> [Work to complete] Show the lines of the material that contain the word "CouponSyncItem".

Start of Block

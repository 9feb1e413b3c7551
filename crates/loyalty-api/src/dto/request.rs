//! 请求 DTO 定义
//!
//! 每种请求一个 `Validate` 实现，校验逻辑统一委托给账本的 `validation` 模块，
//! 在进入账本之前调用。

use std::borrow::Cow;

use chrono::{DateTime, Utc};
use loyalty_ledger::dto::Pagination;
use loyalty_ledger::validation;
use loyalty_ledger::{
    ActivityFilter, ActivityType, CouponSyncItem, LedgerError, OrderSnapshot, RuleRef,
    TransactionSyncItem,
};
use serde::Deserialize;
use serde_json::Value;
use uuid::Uuid;
use validator::{Validate, ValidationError, ValidationErrors};

/// 收集各字段的校验结果
struct Checks(ValidationErrors);

impl Default for Checks {
    fn default() -> Self {
        Self(ValidationErrors::new())
    }
}

impl Checks {
    fn field<T>(mut self, name: &'static str, result: loyalty_ledger::Result<T>) -> Self {
        if let Err(e) = result {
            let message = match e {
                LedgerError::Validation(msg) => msg,
                other => other.to_string(),
            };
            self.0
                .add(name, ValidationError::new("invalid").with_message(Cow::Owned(message)));
        }
        self
    }

    fn finish(self) -> Result<(), ValidationErrors> {
        if self.0.is_empty() { Ok(()) } else { Err(self.0) }
    }
}

/// 积分累积请求
///
/// ruleId 与 campaignId 必须且只能提供一个
#[derive(Debug, Deserialize)]
#[serde(rename_all = "camelCase")]
pub struct EarnRequest {
    pub customer_id: String,
    pub rule_id: Option<i64>,
    pub campaign_id: Option<Uuid>,
    pub order: OrderSnapshot,
}

impl EarnRequest {
    /// 记账目标，校验与处理器共用
    pub fn rule_ref(&self) -> loyalty_ledger::Result<RuleRef> {
        match (self.rule_id, self.campaign_id) {
            (Some(rule_id), None) => Ok(RuleRef::Rule(rule_id)),
            (None, Some(campaign_id)) => Ok(RuleRef::Campaign(campaign_id)),
            _ => Err(LedgerError::Validation(
                "ruleId 与 campaignId 必须且只能提供一个".to_string(),
            )),
        }
    }
}

impl Validate for EarnRequest {
    fn validate(&self) -> Result<(), ValidationErrors> {
        Checks::default()
            .field("customerId", validation::validate_customer_id(&self.customer_id))
            .field("ruleId", self.rule_ref())
            .field("order", validation::validate_order(&self.order))
            .finish()
    }
}

/// 积分消耗请求
#[derive(Debug, Deserialize)]
#[serde(rename_all = "camelCase")]
pub struct BurnRequest {
    pub customer_id: String,
    pub rule_id: i64,
    pub order: OrderSnapshot,
}

impl Validate for BurnRequest {
    fn validate(&self) -> Result<(), ValidationErrors> {
        Checks::default()
            .field("customerId", validation::validate_customer_id(&self.customer_id))
            .field("order", validation::validate_order(&self.order))
            .finish()
    }
}

/// 事件记账请求
#[derive(Debug, Deserialize)]
#[serde(rename_all = "camelCase")]
pub struct EventRequest {
    pub customer_id: String,
    pub event_name: String,
    #[serde(default = "empty_object")]
    pub metadata: Value,
}

fn empty_object() -> Value {
    Value::Object(Default::default())
}

impl Validate for EventRequest {
    fn validate(&self) -> Result<(), ValidationErrors> {
        Checks::default()
            .field("customerId", validation::validate_customer_id(&self.customer_id))
            .field("eventName", validation::validate_event(&self.event_name, &self.metadata))
            .finish()
    }
}

/// 优惠券核销请求
///
/// 核销必须带订单号
#[derive(Debug, Deserialize)]
#[serde(rename_all = "camelCase")]
pub struct RedeemCouponRequest {
    pub customer_id: String,
    pub code: String,
    pub order: OrderSnapshot,
}

impl Validate for RedeemCouponRequest {
    fn validate(&self) -> Result<(), ValidationErrors> {
        let order_id = match self.order.order_id.as_deref() {
            Some(_) => validation::validate_order(&self.order),
            None => Err(LedgerError::Validation("核销优惠券必须提供 orderId".to_string())),
        };
        Checks::default()
            .field("customerId", validation::validate_customer_id(&self.customer_id))
            .field("code", validation::validate_coupon_code(&self.code))
            .field("order", order_id)
            .finish()
    }
}

/// 优惠券预留请求
#[derive(Debug, Deserialize)]
#[serde(rename_all = "camelCase")]
pub struct ReserveCouponRequest {
    pub customer_id: String,
    pub code: String,
    pub order_id: String,
}

impl Validate for ReserveCouponRequest {
    fn validate(&self) -> Result<(), ValidationErrors> {
        Checks::default()
            .field("customerId", validation::validate_customer_id(&self.customer_id))
            .field("code", validation::validate_coupon_code(&self.code))
            .field("orderId", validation::validate_order_id(&self.order_id))
            .finish()
    }
}

/// 优惠券同步请求
///
/// 条目在批次内逐条校验，空批次与超限批次也要留下失败的同步日志
#[derive(Debug, Deserialize)]
#[serde(rename_all = "camelCase")]
pub struct CouponSyncRequest {
    pub items: Vec<CouponSyncItem>,
}

/// 交易同步请求
#[derive(Debug, Deserialize)]
#[serde(rename_all = "camelCase")]
pub struct TransactionSyncRequest {
    pub items: Vec<TransactionSyncItem>,
}

/// 客户流水查询参数
#[derive(Debug, Default, Deserialize)]
#[serde(rename_all = "camelCase")]
pub struct ActivityQuery {
    pub page: Option<i64>,
    pub page_size: Option<i64>,
    pub activity_type: Option<ActivityType>,
    pub from: Option<DateTime<Utc>>,
    pub to: Option<DateTime<Utc>>,
}

impl ActivityQuery {
    pub fn filter(&self) -> ActivityFilter {
        ActivityFilter {
            activity_type: self.activity_type,
            from: self.from,
            to: self.to,
        }
    }

    pub fn pagination(&self) -> Pagination {
        let defaults = Pagination::default();
        Pagination::new(
            self.page.unwrap_or(defaults.page),
            self.page_size.unwrap_or(defaults.page_size),
        )
    }
}

/// 验证码下发请求
#[derive(Debug, Deserialize)]
#[serde(rename_all = "camelCase")]
pub struct OtpRequest {
    pub phone_no: String,
    #[serde(default = "default_language")]
    pub language_code: String,
}

fn default_language() -> String {
    "en".to_string()
}

impl Validate for OtpRequest {
    fn validate(&self) -> Result<(), ValidationErrors> {
        Checks::default()
            .field("phoneNo", validation::normalize_phone(&self.phone_no))
            .field("languageCode", validation::validate_language_code(&self.language_code))
            .finish()
    }
}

End of Block

> [Result of this task]
    ActivityFilter, ActivityType, CouponSyncItem, LedgerError, OrderSnapshot, RuleRef,
    pub items: Vec<CouponSyncItem>,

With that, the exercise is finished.